• **Recorded information**
//! # View Rotation
//!
//! Cycles through the candidate views one display tick at a time. The only
//! state is the view shown last; the next view is the candidate after it.

use crate::ViewData;

/// Remembers the last shown view and picks the one after it.
#[derive(Debug, Default)]
pub struct RotationScheduler {
    last_shown: Option<ViewData>,
}

impl RotationScheduler {
    pub fn new() -> Self {
        Self::default()
    }

    pub fn last_shown(&self) -> Option<&ViewData> {
        self.last_shown.as_ref()
    }

    /// The view that should be shown next, without recording it.
    ///
    /// With no history, or when the last shown view is no longer among the
    /// candidates, rotation restarts at the first candidate.
    pub fn peek_next<'a>(&self, candidates: &'a [ViewData]) -> Option<&'a ViewData> {
        if candidates.is_empty() {
            return None;
        }

        let next = self
            .last_shown
            .as_ref()
            .and_then(|last| candidates.iter().position(|view| view == last))
            .map_or(0, |position| (position + 1) % candidates.len());

        candidates.get(next)
    }

    /// Record `view` as shown.
    pub fn commit(&mut self, view: ViewData) {
        self.last_shown = Some(view);
    }

    /// Pick the next view and record it as shown.
    pub fn select_next(&mut self, candidates: &[ViewData]) -> Option<ViewData> {
        let next = self.peek_next(candidates)?.clone();
        self.commit(next.clone());
        Some(next)
    }
}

• **What you are asked to do**
Collect, from the material above, every line containing the word "commit".

• **Exercise solution**
    pub fn commit(&mut self, view: ViewData) {
        self.commit(next.clone());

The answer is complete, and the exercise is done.